- Official series poster
- Thai: แรงโน้มถ่วงระหว่างเรา
- Genre: Romance; Boys' love;
- Based on: แรงโน้มถ่วงระหว่างเรา by mostlycloudy
- Screenplay by: Thanaporn Phetcharas; Kirati Kumsat;
- Directed by: Weerachit Thongjila
- Starring: Dechchart Tasilp; Suvijak Piyanopharoj;
- Composer: Prathaet Indum
- Country of origin: Thailand
- Original language: Thai
- No. of episodes: 10

Production
- Executive producers: Sataporn Panichraksapong; Darapa Choeysanguan;
- Producers: Champun Phanachotiwat; Nuttapong Mongkolsawas; Supaporn Lertthitiverakarn;
- Cinematography: Thanawat Surapong
- Running time: 43–46 minutes
- Production companies: GMMTV; H8 Studio;

Original release
- Network: One 31; TrueVisions Now;
- Release: 14 August 2026 – present

= Weirdo-101 =

2026 Thai television series

Weirdo-101 (แรงโน้มถ่วงระหว่างเรา; , lit. 'The Gravity Between Us') is a 2026 Thai boys' love television series, adapted from the novel of the same name by mostlycloudy, starring Dechchart Tasilp (Sea) and Suvijak Piyanopharoj (Keen).

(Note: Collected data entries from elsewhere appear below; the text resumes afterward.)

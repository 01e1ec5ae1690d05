//! Write-Ahead Log implementation for LabStore
//!
//! A write transaction reaches the log as one batch: its mutation records
//! followed by a `Commit` marker, written with a single `write_all`. The
//! ordering contract:
//! 1. Serialize every record of the batch into one buffer
//! 2. Append the buffer to the WAL file
//! 3. `durable_sync()` when the store runs with `Durability::Durable`
//! 4. Return success (the caller publishes the new tree AFTER this returns)
//!
//! Recovery hands back only batches closed by a `Commit` marker, so a crash
//! in the middle of step 2 loses the whole transaction and nothing else.
//! Whatever follows the last commit marker of the newest file is cut off
//! before the writer appends again; a failed append is rolled back the same
//! way.

use crate::error::{LabError, LabResult};
use crate::format::{
    deserialize_record, serialize_record, Operation, WalRecord, HEADER_SIZE, MAGIC_ARRAY,
};
use crate::platform_durability::durable_sync;
use std::fs::{File, OpenOptions};
use std::io::{Read, Write};
use std::path::{Path, PathBuf};

const WAL_PREFIX: &str = "wal-";
const WAL_SUFFIX: &str = ".labs";

/// File name for a WAL sequence number.
pub(crate) fn wal_file_name(sequence: u64) -> String {
    format!("{WAL_PREFIX}{sequence:016x}{WAL_SUFFIX}")
}

/// Parse a WAL file name back into its sequence number.
pub(crate) fn parse_wal_file_name(name: &str) -> Option<u64> {
    let hex = name.strip_prefix(WAL_PREFIX)?.strip_suffix(WAL_SUFFIX)?;
    u64::from_str_radix(hex, 16).ok()
}

/// All WAL files in `wal_dir`, sorted by sequence number.
pub(crate) fn list_wal_files(wal_dir: &Path) -> LabResult<Vec<(u64, PathBuf)>> {
    let entries = std::fs::read_dir(wal_dir)
        .map_err(|e| LabError::io_at(wal_dir, &e, "Failed to read WAL directory"))?;

    let mut files = Vec::new();
    for entry in entries {
        let entry =
            entry.map_err(|e| LabError::io_at(wal_dir, &e, "Failed to read directory entry"))?;
        let path = entry.path();
        if let Some(seq) = path.file_name().and_then(|n| n.to_str()).and_then(parse_wal_file_name) {
            files.push((seq, path));
        }
    }
    files.sort_by_key(|(seq, _)| *seq);
    Ok(files)
}

/// Serialize a batch of mutations plus its commit marker into one buffer.
pub(crate) fn encode_batch(records: &[WalRecord], txid: u64) -> LabResult<Vec<u8>> {
    let mut buffer = Vec::new();
    for record in records {
        buffer.extend_from_slice(&serialize_record(record)?);
    }
    buffer.extend_from_slice(&serialize_record(&WalRecord::commit(txid))?);
    Ok(buffer)
}

/// WAL writer: appends committed batches, rotating files by size.
///
/// The engine owns it behind a Mutex; holding that Mutex is what makes a
/// transaction the single writer.
pub struct WalWriter {
    /// Current WAL file handle
    file: File,
    /// Path to current WAL file (for error context)
    path: PathBuf,
    /// Current file size in bytes (tracked to avoid stat calls)
    size: u64,
    /// WAL directory for file rotation
    wal_dir: PathBuf,
    /// Monotonic sequence number for WAL file naming
    sequence: u64,
    /// Rotate once the current file would grow past this
    rotation_size: u64,
    /// Bytes past `size` may be on disk from a failed append
    dirty: bool,
}

impl WalWriter {
    /// Create a WAL writer in `wal_dir`, resuming the highest-numbered file.
    pub fn new<P: AsRef<Path>>(wal_dir: P, rotation_size: u64) -> LabResult<Self> {
        let wal_dir = wal_dir.as_ref().to_path_buf();
        std::fs::create_dir_all(&wal_dir)
            .map_err(|e| LabError::io_at(&wal_dir, &e, "Failed to create WAL directory"))?;

        let sequence = list_wal_files(&wal_dir)?.last().map_or(0, |(seq, _)| *seq);
        Self::open_sequence(wal_dir, sequence, rotation_size)
    }

    fn open_sequence(wal_dir: PathBuf, sequence: u64, rotation_size: u64) -> LabResult<Self> {
        let path = wal_dir.join(wal_file_name(sequence));
        let file = OpenOptions::new()
            .create(true)
            .append(true)
            .open(&path)
            .map_err(|e| LabError::io_at(&path, &e, "Failed to open WAL file"))?;
        let size = file
            .metadata()
            .map_err(|e| LabError::io_at(&path, &e, "Failed to stat WAL file"))?
            .len();

        Ok(Self {
            file,
            path,
            size,
            wal_dir,
            sequence,
            rotation_size,
            dirty: false,
        })
    }

    /// Append one transaction: `records` then a commit marker for `txid`.
    ///
    /// With `sync` the call returns only after `durable_sync` succeeded. A
    /// batch is never split across files. On failure the file is cut back
    /// to its previous length, so a rejected batch never reaches recovery.
    pub fn append_batch(&mut self, records: &[WalRecord], txid: u64, sync: bool) -> LabResult<()> {
        let bytes = encode_batch(records, txid)?;
        self.restore_tail()?;

        if self.size > 0 && self.size + bytes.len() as u64 > self.rotation_size {
            self.rotate()?;
        }

        let written = self
            .file
            .write_all(&bytes)
            .map_err(|e| LabError::io_at(&self.path, &e, "WAL write failed"));
        let result = match written {
            Ok(()) if sync => self.sync(),
            other => other,
        };

        match result {
            Ok(()) => {
                self.size += bytes.len() as u64;
                Ok(())
            }
            Err(e) => {
                self.dirty = true;
                if let Err(rollback) = self.restore_tail() {
                    tracing::error!(
                        path = %self.path.display(),
                        error = %rollback,
                        "WAL rollback failed, retrying before the next append"
                    );
                }
                Err(e)
            }
        }
    }

    /// Drop bytes a failed append left past the last good batch.
    fn restore_tail(&mut self) -> LabResult<()> {
        if !self.dirty {
            return Ok(());
        }
        self.file
            .set_len(self.size)
            .map_err(|e| LabError::io_at(&self.path, &e, "Failed to roll back WAL append"))?;
        self.dirty = false;
        Ok(())
    }

    /// Rotate to a new WAL file. Syncs current file before switching.
    fn rotate(&mut self) -> LabResult<()> {
        self.sync()?;
        let next =
            Self::open_sequence(self.wal_dir.clone(), self.sequence + 1, self.rotation_size)?;
        tracing::debug!(from = %self.path.display(), to = %next.path.display(), "rotating WAL");
        *self = next;
        Ok(())
    }

    /// Switch to an already-written file with a higher sequence number.
    /// Used after a checkpoint has renamed its snapshot into place.
    pub(crate) fn reopen_at(&mut self, sequence: u64) -> LabResult<()> {
        *self = Self::open_sequence(self.wal_dir.clone(), sequence, self.rotation_size)?;
        Ok(())
    }

    /// Sync the current WAL file to persistent storage.
    pub fn sync(&self) -> LabResult<()> {
        durable_sync(&self.file).map_err(|e| LabError::io_at(&self.path, &e, "WAL sync failed"))
    }

    /// Get the current WAL file path (for diagnostics)
    pub fn current_path(&self) -> &Path {
        &self.path
    }

    /// Get the current WAL file size in bytes
    pub fn current_size(&self) -> u64 {
        self.size
    }

    /// Sequence number of the file being appended to.
    pub fn sequence(&self) -> u64 {
        self.sequence
    }

    pub(crate) fn wal_dir(&self) -> &Path {
        &self.wal_dir
    }
}

/// A transaction recovered from the log.
#[derive(Debug, Clone)]
pub struct CommittedBatch {
    pub txid: u64,
    pub records: Vec<WalRecord>,
}

/// Where the committed part of the newest WAL file ends.
#[derive(Debug, Clone, PartialEq, Eq)]
pub struct WalTail {
    pub path: PathBuf,
    /// Offset just past the last commit marker (0 if there is none)
    pub committed_len: u64,
    pub file_len: u64,
}

impl WalTail {
    /// Nothing follows the last commit marker.
    pub fn is_clean(&self) -> bool {
        self.committed_len == self.file_len
    }

    /// Cut the file back to its committed length and make that durable.
    ///
    /// Must run before a writer appends to the file: records left behind by
    /// a crashed transaction would otherwise be replayed as part of the
    /// next committed batch.
    pub fn truncate(&self) -> LabResult<()> {
        let file = OpenOptions::new().write(true).open(&self.path).map_err(|e| {
            LabError::io_at(&self.path, &e, "Failed to open WAL file for truncation")
        })?;
        file.set_len(self.committed_len)
            .map_err(|e| LabError::io_at(&self.path, &e, "Failed to truncate WAL file"))?;
        durable_sync(&file).map_err(|e| LabError::io_at(&self.path, &e, "WAL sync failed"))?;

        tracing::warn!(
            path = %self.path.display(),
            committed_len = self.committed_len,
            discarded = self.file_len - self.committed_len,
            "truncated uncommitted WAL tail"
        );
        Ok(())
    }
}

/// Everything recovery learned from the WAL directory.
#[derive(Debug, Clone, Default)]
pub struct Recovery {
    /// Committed transactions in log order
    pub batches: Vec<CommittedBatch>,
    /// State of the newest file; `None` when there are no WAL files
    pub tail: Option<WalTail>,
}

/// WAL reader: replays committed batches from every WAL file.
pub struct WalReader {
    wal_dir: PathBuf,
}

impl WalReader {
    pub fn new<P: AsRef<Path>>(wal_dir: P) -> Self {
        Self {
            wal_dir: wal_dir.as_ref().to_path_buf(),
        }
    }

    /// Recover all committed batches in log order.
    pub fn recover_batches(&self) -> LabResult<Vec<CommittedBatch>> {
        Ok(self.recover()?.batches)
    }

    /// Recover all committed batches plus the committed length of the
    /// newest file.
    ///
    /// Per file:
    /// 1. Read the 32-byte header and check the magic bytes
    /// 2. Check the payload length against the remaining file size
    /// 3. Verify CRC32C and decode the record
    /// 4. On bad magic or CRC: resync to the next magic and drop the batch
    ///    the damaged record belonged to
    /// 5. On a length that runs past the end: resync if another record
    ///    follows, otherwise it is a torn tail and the open batch is dropped
    pub fn recover(&self) -> LabResult<Recovery> {
        let mut recovery = Recovery::default();
        for (_, path) in list_wal_files(&self.wal_dir)? {
            let tail = self.recover_from_file(&path, &mut recovery.batches)?;
            recovery.tail = Some(tail);
        }
        Ok(recovery)
    }

    fn recover_from_file(
        &self,
        path: &Path,
        batches: &mut Vec<CommittedBatch>,
    ) -> LabResult<WalTail> {
        let mut file = File::open(path)
            .map_err(|e| LabError::io_at(path, &e, "Failed to open WAL file for recovery"))?;
        let mut buffer = Vec::new();
        file.read_to_end(&mut buffer)
            .map_err(|e| LabError::io_at(path, &e, "Failed to read WAL file"))?;

        let mut pending: Vec<WalRecord> = Vec::new();
        // Set after a damaged record; the batch it belonged to is dropped at its commit.
        let mut poisoned = false;
        let mut offset = 0;
        let mut committed_len = 0;

        while offset + HEADER_SIZE <= buffer.len() {
            if buffer[offset..offset + 4] != MAGIC_ARRAY {
                tracing::warn!(
                    path = %path.display(),
                    offset,
                    "bad magic in WAL, scanning for next record"
                );
                poisoned = true;
                match find_next_magic(&buffer, offset + 1) {
                    Some(next) => {
                        offset = next;
                        continue;
                    }
                    None => break,
                }
            }

            let length = u32::from_le_bytes([
                buffer[offset + 4],
                buffer[offset + 5],
                buffer[offset + 6],
                buffer[offset + 7],
            ]) as usize;
            let total = HEADER_SIZE + length;

            if offset + total > buffer.len() {
                if let Some(next) = find_next_magic(&buffer, offset + 1) {
                    // A damaged length field, not the end of the log.
                    tracing::warn!(
                        path = %path.display(),
                        offset,
                        "WAL record length overruns a later record"
                    );
                    poisoned = true;
                    offset = next;
                    continue;
                }
                tracing::warn!(
                    path = %path.display(),
                    offset,
                    needed = total,
                    available = buffer.len() - offset,
                    "torn write at WAL tail"
                );
                break;
            }

            match deserialize_record(&buffer[offset..offset + total]) {
                Ok(record) if record.operation == Operation::Commit => {
                    let records = std::mem::take(&mut pending);
                    if poisoned {
                        tracing::warn!(
                            path = %path.display(),
                            txid = ?record.txid(),
                            "dropping damaged transaction"
                        );
                        poisoned = false;
                    } else {
                        let txid = record.txid().unwrap_or(0);
                        batches.push(CommittedBatch { txid, records });
                    }
                    offset += total;
                    committed_len = offset;
                }
                Ok(record) => {
                    pending.push(record);
                    offset += total;
                }
                Err(e) => {
                    tracing::warn!(
                        path = %path.display(),
                        offset,
                        error = %e,
                        "corrupt WAL record"
                    );
                    poisoned = true;
                    match find_next_magic(&buffer, offset + 1) {
                        Some(next) => {
                            offset = next;
                            continue;
                        }
                        None => break,
                    }
                }
            }
        }

        if !pending.is_empty() {
            tracing::warn!(
                path = %path.display(),
                records = pending.len(),
                "discarding uncommitted WAL tail"
            );
        }
        Ok(WalTail {
            path: path.to_path_buf(),
            committed_len: committed_len as u64,
            file_len: buffer.len() as u64,
        })
    }
}

/// Scan forward for the next occurrence of the magic bytes.
fn find_next_magic(buffer: &[u8], start: usize) -> Option<usize> {
    (start..buffer.len().saturating_sub(3)).find(|&i| buffer[i..i + 4] == MAGIC_ARRAY)
}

Directed by Weerachit Thongjila and produced by GMMTV and H8 Studio, the series was announced at the GMMTV 2026: Magic Vibes Maximized event on 25 November 2025.

The series premiered on One 31 and TrueVisions Now on 14 August 2026, airing on Fridays at 20:30 ICT.

==Synopsis==
Niran (Suvijak Piyanopharoj), a school judo athlete who lives day by day, meets Cheewa (Dechchart Tasilp), a genius nerd from the astronomy club who has unique ideas and a ways of communicating. A relationship that begins with mutual confusion escalates when Niran saves Cheewa from a senior. Now Cheewa is flirting with Niran openly in his own way and Niran's own feelings have him confused.

==Cast and characters==
===Main===
- Dechchart Tasilp (Sea) as Parncheewa (Cheewa)
- Suvijak Piyanopharoj (Keen) as Phiangniran (Niran)

===Supporting===
- Ratiphat Luengvoraphan (Aston) as Thara
- Ochiris Suwanacheep (Aungpao) as Hemaraj (Hem)
- Peerakan Teawsuwan (Ashi) as Thipok (Pok)
- Natarit Worakornlertsith (Marc) as Oy
- Teepakron Kwanboon (Prom) as Naw
- Niti Chaichitathorn (Pompam) as Teacher Boriboon
- Thinnaphan Tantui (Thor) as Coach Ong
- Chayuth Gorsurat (Titan) as Newton
- Phakawat Tangchatkeaw (Tor) as Jomyut
- Dom Hetrakul as Niran's father
- Natrika Thampridanant (Nampung) as Niran's mother
- Natphichamon Singkornwat (Yongyee) as Auntie Tang
- Padchun Hiranprateep (Chun)
- Anakin Maxwell Chang

===Guest===
- Tawinan Anukoolprasert (Sea) as Cheewin (Ep. 5)

==Soundtrack==

Weirdo-101 Soundtrack
| No. | Title | Writer(s) | Artist | Length |
|---|---|---|---|---|
| 1. | "Gravity (โน้ม)" | Tabeazy | Sea Dechchart; Keen Suvijak; | 3:29 |
| 2. | "Beside You (วอนขอดาว)" | Tabeazy | Sea Dechchart; Keen Suvijak; | 3:35 |

==Production==
After the series was announced at the GMMTV 2026: Magic Vibes Maximized event on 25 November 2025. The script reading for the series began on 16 April 2026, and costume fitting was held on 30 April 2026. Principal photography began on 16 May 2026.